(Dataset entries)

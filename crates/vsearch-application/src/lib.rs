//! Application Layer - Visual Search Backend
//!
//! Implements the use cases of the visual search backend and orchestrates
//! domain rules according to Clean Architecture principles.
//!
//! ## Use Cases
//!
//! - Image → image and text → image search (`SearchServiceImpl`)
//! - Product catalog management (`CatalogServiceImpl`)
//! - Embedding health reporting with a TTL cache (`HealthServiceImpl`)
//!
//! ## Ports
//!
//! - `ports::registry::*`: linkme registries that providers submit to
//! - `ports::services::*`: use case interfaces consumed by the server
//!
//! ## Dependencies
//!
//! This crate depends only on `vsearch-domain` and pure Rust libraries.

pub mod ports;
pub mod use_cases;

pub use ports::*;
pub use use_cases::*;
//! Application bootstrap
//!
//! Resolves the configured providers from the linkme registries and wires
//! them into the use case services.
//!
//! ```text
//! AppConfig → provider_resolvers → providers → services → AppContext
//!                     ↑
//!                  linkme
//!                 registry
//! ```
//!
//! ## Usage
//!
//! ```rust,ignore
//! let context = init_app(config).await?;
//! let outcome = context.search().search_by_text("red sneakers", Some(5)).await?;
//! ```

use std::sync::Arc;
use std::time::Duration;

use tracing::info;
use vsearch_application::ports::services::{
    CatalogServiceInterface, HealthServiceInterface, SearchServiceInterface,
};
use vsearch_application::use_cases::{CatalogServiceImpl, HealthServiceImpl, SearchServiceImpl};
use vsearch_domain::error::{Error, Result};
use vsearch_domain::ports::providers::{EmbeddingProvider, ImageStorageProvider};
use vsearch_domain::repositories::ProductRepository;

use crate::config::AppConfig;
use crate::di::provider_resolvers::{resolve_embedding, resolve_image_storage, resolve_repository};

/// Application context: resolved providers and the services built on them
pub struct AppContext {
    /// Application configuration
    pub config: Arc<AppConfig>,

    embedding: Arc<dyn EmbeddingProvider>,
    repository: Arc<dyn ProductRepository>,
    image_storage: Arc<dyn ImageStorageProvider>,

    search: Arc<dyn SearchServiceInterface>,
    catalog: Arc<dyn CatalogServiceInterface>,
    health: Arc<dyn HealthServiceInterface>,
}

impl AppContext {
    /// Get embedding provider
    pub fn embedding(&self) -> Arc<dyn EmbeddingProvider> {
        self.embedding.clone()
    }

    /// Get product repository
    pub fn repository(&self) -> Arc<dyn ProductRepository> {
        self.repository.clone()
    }

    /// Get image storage provider
    pub fn image_storage(&self) -> Arc<dyn ImageStorageProvider> {
        self.image_storage.clone()
    }

    /// Get search service
    pub fn search(&self) -> Arc<dyn SearchServiceInterface> {
        self.search.clone()
    }

    /// Get catalog service
    pub fn catalog(&self) -> Arc<dyn CatalogServiceInterface> {
        self.catalog.clone()
    }

    /// Get health service
    pub fn health(&self) -> Arc<dyn HealthServiceInterface> {
        self.health.clone()
    }
}

impl std::fmt::Debug for AppContext {
    fn fmt(&self, f: &mut std::fmt::Formatter<'_>) -> std::fmt::Result {
        f.debug_struct("AppContext")
            .field("embedding", &self.embedding.provider_name())
            .field("repository", &self.repository.provider_name())
            .field("image_storage", &self.image_storage.provider_name())
            .finish_non_exhaustive()
    }
}

/// Initialize application context from configuration
///
/// Fails when a provider name is unknown, a provider cannot be created, or
/// the embedding length differs from the repository's.
pub async fn init_app(config: AppConfig) -> Result<AppContext> {
    info!("Initializing application context");

    let config = Arc::new(config);

    let embedding = resolve_embedding(&config)?;
    let image_storage = resolve_image_storage(&config)?;

    // Repository factories may block on I/O (catalog file, database pool)
    let repository_config = config.clone();
    let repository = tokio::task::spawn_blocking(move || resolve_repository(&repository_config))
        .await
        .map_err(|e| Error::internal(format!("Repository initialization failed: {e}")))??;

    if embedding.dimensions() != repository.dimensions() {
        return Err(Error::configuration(format!(
            "Embedding provider produces {} dimensions but the repository stores {}",
            embedding.dimensions(),
            repository.dimensions()
        )));
    }

    info!(
        "Resolved providers: embedding={}, repository={}, image_storage={}",
        embedding.provider_name(),
        repository.provider_name(),
        image_storage.provider_name()
    );

    let search: Arc<dyn SearchServiceInterface> = Arc::new(
        SearchServiceImpl::new(embedding.clone(), repository.clone())
            .with_limits(config.search.default_top_k, config.search.max_top_k),
    );
    let catalog: Arc<dyn CatalogServiceInterface> = Arc::new(CatalogServiceImpl::new(
        embedding.clone(),
        repository.clone(),
        image_storage.clone(),
    ));
    let health: Arc<dyn HealthServiceInterface> = Arc::new(HealthServiceImpl::new(
        embedding.clone(),
        repository.clone(),
        Duration::from_secs(config.embedding.health_cache_ttl_secs),
    ));

    Ok(AppContext {
        config,
        embedding,
        repository,
        image_storage,
        search,
        catalog,
        health,
    })
}

/// Initialize an offline application for testing
///
/// Deterministic embeddings, a non-persistent in-memory catalog and inline
/// image storage.
pub async fn init_test_app() -> Result<AppContext> {
    let mut config = AppConfig::default();
    config.embedding.provider = "null".to_string();
    config.repository.data_file = None;
    init_app(config).await
}
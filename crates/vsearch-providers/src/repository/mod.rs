//! Product repository implementations
//!
//! | Repository | Description |
//! |------------|-------------|
//! | `memory` | Linear scan over an in-memory catalog, optional JSON file mirror |
//! | `pgvector` | PostgreSQL with an HNSW cosine index |

pub mod in_memory;
#[cfg(feature = "repository-pgvector")]
pub mod pgvector;

pub use in_memory::InMemoryProductRepository;
#[cfg(feature = "repository-pgvector")]
pub use pgvector::PgVectorProductRepository;
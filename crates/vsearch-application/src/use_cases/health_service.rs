//! Health Service Use Case
//!
//! Reports embedding-model availability and catalog size. Upstream probes
//! are cached for a TTL; failed probes are cached too, so an unavailable
//! model is not hammered by health checks.

use std::sync::Arc;
use std::time::{Duration, Instant};

use async_trait::async_trait;
use tokio::sync::Mutex;
use tracing::{debug, warn};
use vsearch_domain::error::Result;
use vsearch_domain::ports::providers::EmbeddingProvider;
use vsearch_domain::repositories::ProductRepository;

use crate::ports::services::{HealthReport, HealthServiceInterface};

/// Cached result of the last embedding health probe
///
/// Lookups are a pure function of the supplied `now`, which keeps expiry
/// testable without sleeping.
#[derive(Debug, Clone)]
pub struct EmbeddingHealthCache {
    ttl: Duration,
    entry: Option<(bool, Instant)>,
}

impl EmbeddingHealthCache {
    /// Empty cache with the given time-to-live
    pub fn new(ttl: Duration) -> Self {
        Self { ttl, entry: None }
    }

    /// The cached status, if one was recorded less than `ttl` before `now`
    pub fn lookup(&self, now: Instant) -> Option<bool> {
        let (healthy, checked_at) = self.entry?;
        (now.saturating_duration_since(checked_at) < self.ttl).then_some(healthy)
    }

    /// Record a fresh probe result
    pub fn record(&mut self, healthy: bool, now: Instant) {
        self.entry = Some((healthy, now));
    }

    /// Time-to-live of a recorded status
    pub fn ttl(&self) -> Duration {
        self.ttl
    }
}

/// Health service implementation
pub struct HealthServiceImpl {
    embedding_provider: Arc<dyn EmbeddingProvider>,
    repository: Arc<dyn ProductRepository>,
    cache: Mutex<EmbeddingHealthCache>,
}

impl HealthServiceImpl {
    /// Create new health service with injected dependencies
    pub fn new(
        embedding_provider: Arc<dyn EmbeddingProvider>,
        repository: Arc<dyn ProductRepository>,
        cache_ttl: Duration,
    ) -> Self {
        Self {
            embedding_provider,
            repository,
            cache: Mutex::new(EmbeddingHealthCache::new(cache_ttl)),
        }
    }

    /// Cached embedding availability, probing upstream once the entry expires
    pub async fn embeddings_available(&self) -> bool {
        // Held across the probe so concurrent checks share one upstream call
        let mut cache = self.cache.lock().await;
        if let Some(healthy) = cache.lookup(Instant::now()) {
            return healthy;
        }

        let healthy = self.embedding_provider.check_health().await;
        if !healthy {
            warn!(
                provider = self.embedding_provider.provider_name(),
                "embedding service unavailable"
            );
        }
        debug!(healthy, "embedding health probed");
        cache.record(healthy, Instant::now());
        healthy
    }
}

#[async_trait]
impl HealthServiceInterface for HealthServiceImpl {
    async fn check(&self) -> Result<HealthReport> {
        let embeddings_available = self.embeddings_available().await;
        let product_count = self.repository.count().await?;
        Ok(HealthReport {
            embeddings_available,
            product_count,
        })
    }
}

§ EXERCISE:
Wherever the string "AppContext" shows up in a line of the records, count that line once. Report the total alone.

§ SOLUTION TO THE PROBLEM:
8